[[ Data in this exercise, beginning ]]

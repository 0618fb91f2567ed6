//! GitLab REST API v4 client
//!
//! Thin typed wrapper over the handful of endpoints needed to enumerate group
//! projects and manage protected branches. One `reqwest::Client` is shared for
//! the whole run and carries the `PRIVATE-TOKEN` header on every request.

use reqwest::header::{HeaderMap, HeaderName, HeaderValue};
use reqwest::{Method, StatusCode, Url};
use serde::de::DeserializeOwned;
use serde::Deserialize;
use thiserror::Error;
use tracing::debug;

use crate::config::Config;
use crate::protection::ProtectionRule;

/// Header GitLab reads personal/project access tokens from
pub const TOKEN_HEADER: &str = "private-token";

/// Errors raised by the GitLab client
#[derive(Debug, Error)]
pub enum GitLabError {
    #[error("invalid GitLab URL {url}: {reason}")]
    InvalidUrl { url: String, reason: String },

    #[error("GITLAB_TOKEN is not a valid HTTP header value")]
    InvalidToken,

    #[error("failed to build HTTP client: {0}")]
    Client(#[source] reqwest::Error),

    #[error("group {group} was not found")]
    GroupNotFound { group: String },

    #[error("{method} {url} failed: {source}")]
    Transport {
        method: Method,
        url: String,
        #[source]
        source: reqwest::Error,
    },

    #[error("{method} {url} returned {status}: {body}")]
    Status {
        method: Method,
        url: String,
        status: StatusCode,
        body: String,
    },

    #[error("failed to decode response from {url}: {source}")]
    Decode {
        url: String,
        #[source]
        source: reqwest::Error,
    },
}

impl GitLabError {
    /// HTTP status attached to the error, if the server answered at all
    pub fn status(&self) -> Option<StatusCode> {
        match self {
            GitLabError::Status { status, .. } => Some(*status),
            GitLabError::GroupNotFound { .. } => Some(StatusCode::NOT_FOUND),
            GitLabError::Transport { source, .. } => source.status(),
            _ => None,
        }
    }
}

/// Group as returned by `GET /groups/{group}`
#[derive(Debug, Clone, Deserialize)]
pub struct Group {
    pub id: u64,
    #[serde(default)]
    pub full_path: Option<String>,
}

/// Project as returned by the group projects listing
#[derive(Debug, Clone, PartialEq, Eq, Deserialize)]
pub struct Project {
    pub id: u64,
    pub name: String,
    #[serde(default)]
    pub path_with_namespace: Option<String>,
    #[serde(default)]
    pub web_url: Option<String>,
    #[serde(default)]
    pub default_branch: Option<String>,
    #[serde(default)]
    pub archived: bool,
}

impl Project {
    /// Namespaced path when known, bare name otherwise
    pub fn display_name(&self) -> &str {
        self.path_with_namespace.as_deref().unwrap_or(&self.name)
    }
}

/// Entry of `GET /projects/{id}/protected_branches`
#[derive(Debug, Clone, Deserialize)]
pub struct ProtectedBranch {
    pub name: String,
}

/// GitLab API client
#[derive(Clone, Debug)]
pub struct GitLabClient {
    http: reqwest::Client,
    base: Url,
}

impl GitLabClient {
    /// Create a client for the instance and token named in `config`
    pub fn new(config: &Config) -> Result<Self, GitLabError> {
        let api_base = config.api_base();
        let base = Url::parse(&api_base).map_err(|e| GitLabError::InvalidUrl {
            url: api_base.clone(),
            reason: e.to_string(),
        })?;
        if base.cannot_be_a_base() {
            return Err(GitLabError::InvalidUrl {
                url: api_base,
                reason: "URL cannot be used as a base".to_string(),
            });
        }

        let mut token =
            HeaderValue::from_str(&config.gitlab_token).map_err(|_| GitLabError::InvalidToken)?;
        token.set_sensitive(true);

        let mut headers = HeaderMap::new();
        headers.insert(HeaderName::from_static(TOKEN_HEADER), token);

        let http = reqwest::Client::builder()
            .default_headers(headers)
            .user_agent(concat!("branch-protector/", env!("CARGO_PKG_VERSION")))
            .build()
            .map_err(GitLabError::Client)?;

        Ok(Self { http, base })
    }

    /// Build an API URL from raw path segments; each segment is percent-encoded
    pub fn endpoint(&self, segments: &[&str]) -> Url {
        let mut url = self.base.clone();
        // `new` rejects cannot-be-a-base URLs, so segments are always available
        if let Ok(mut path) = url.path_segments_mut() {
            path.pop_if_empty().extend(segments);
        }
        url
    }

    /// Resolve a group name or path to its numeric ID
    pub async fn get_group(&self, group: &str) -> Result<Group, GitLabError> {
        let url = self.endpoint(&["groups", group]);
        match self.get_json::<Group>(url).await {
            Err(GitLabError::Status { status, .. }) if status == StatusCode::NOT_FOUND => {
                Err(GitLabError::GroupNotFound {
                    group: group.to_string(),
                })
            }
            other => other,
        }
    }

    /// Fetch one page of a group's projects
    pub async fn list_group_projects(
        &self,
        group_id: u64,
        page: u32,
        per_page: u32,
    ) -> Result<Vec<Project>, GitLabError> {
        let mut url = self.endpoint(&["groups", &group_id.to_string(), "projects"]);
        url.query_pairs_mut()
            .append_pair("page", &page.to_string())
            .append_pair("per_page", &per_page.to_string());
        self.get_json(url).await
    }

    /// List the protection rules currently configured on a project
    pub async fn list_protected_branches(
        &self,
        project_id: u64,
    ) -> Result<Vec<ProtectedBranch>, GitLabError> {
        let url = self.endpoint(&["projects", &project_id.to_string(), "protected_branches"]);
        self.get_json(url).await
    }

    /// Remove a branch protection rule, returning whatever status the server sent
    pub async fn unprotect_branch(
        &self,
        project_id: u64,
        branch: &str,
    ) -> Result<StatusCode, GitLabError> {
        let url = self.endpoint(&[
            "projects",
            &project_id.to_string(),
            "protected_branches",
            branch,
        ]);
        self.send(Method::DELETE, url, None).await
    }

    /// Create a branch protection rule, returning the raw response status
    pub async fn protect_branch(
        &self,
        project_id: u64,
        rule: &ProtectionRule,
    ) -> Result<StatusCode, GitLabError> {
        let url = self.endpoint(&["projects", &project_id.to_string(), "protected_branches"]);
        self.send(Method::POST, url, Some(rule)).await
    }

    /// Overwrite an existing branch protection rule, returning the raw response status
    pub async fn update_protection(
        &self,
        project_id: u64,
        rule: &ProtectionRule,
    ) -> Result<StatusCode, GitLabError> {
        let url = self.endpoint(&[
            "projects",
            &project_id.to_string(),
            "protected_branches",
            &rule.name,
        ]);
        self.send(Method::PUT, url, Some(rule)).await
    }

    async fn send(
        &self,
        method: Method,
        url: Url,
        body: Option<&ProtectionRule>,
    ) -> Result<StatusCode, GitLabError> {
        debug!("{} {}", method, url);

        let mut request = self.http.request(method.clone(), url.clone());
        if let Some(body) = body {
            request = request.json(body);
        }

        let response = request
            .send()
            .await
            .map_err(|source| GitLabError::Transport {
                method,
                url: url.to_string(),
                source,
            })?;

        Ok(response.status())
    }

    async fn get_json<T: DeserializeOwned>(&self, url: Url) -> Result<T, GitLabError> {
        debug!("GET {}", url);

        let response = self
            .http
            .get(url.clone())
            .send()
            .await
            .map_err(|source| GitLabError::Transport {
                method: Method::GET,
                url: url.to_string(),
                source,
            })?;

        let status = response.status();
        if !status.is_success() {
            let body = response.text().await.unwrap_or_default();
            return Err(GitLabError::Status {
                method: Method::GET,
                url: url.to_string(),
                status,
                body,
            });
        }

        response.json::<T>().await.map_err(|source| GitLabError::Decode {
            url: url.to_string(),
            source,
        })
    }
}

[[ Data in this exercise, end ]]

* [What you will do]
In the entries above, find the line with "pub struct Project" and the line with "pub fn new(config: &Config)", then set down exactly those two and every line between them, nothing else.

* [The completed task]
pub struct Project {
    pub id: u64,
    pub name: String,
    #[serde(default)]
    pub path_with_namespace: Option<String>,
    #[serde(default)]
    pub web_url: Option<String>,
    #[serde(default)]
    pub default_branch: Option<String>,
    #[serde(default)]
    pub archived: bool,
}

impl Project {
    /// Namespaced path when known, bare name otherwise
    pub fn display_name(&self) -> &str {
        self.path_with_namespace.as_deref().unwrap_or(&self.name)
    }
}

/// Entry of `GET /projects/{id}/protected_branches`
#[derive(Debug, Clone, Deserialize)]
pub struct ProtectedBranch {
    pub name: String,
}

/// GitLab API client
#[derive(Clone, Debug)]
pub struct GitLabClient {
    http: reqwest::Client,
    base: Url,
}

impl GitLabClient {
    /// Create a client for the instance and token named in `config`
    pub fn new(config: &Config) -> Result<Self, GitLabError> {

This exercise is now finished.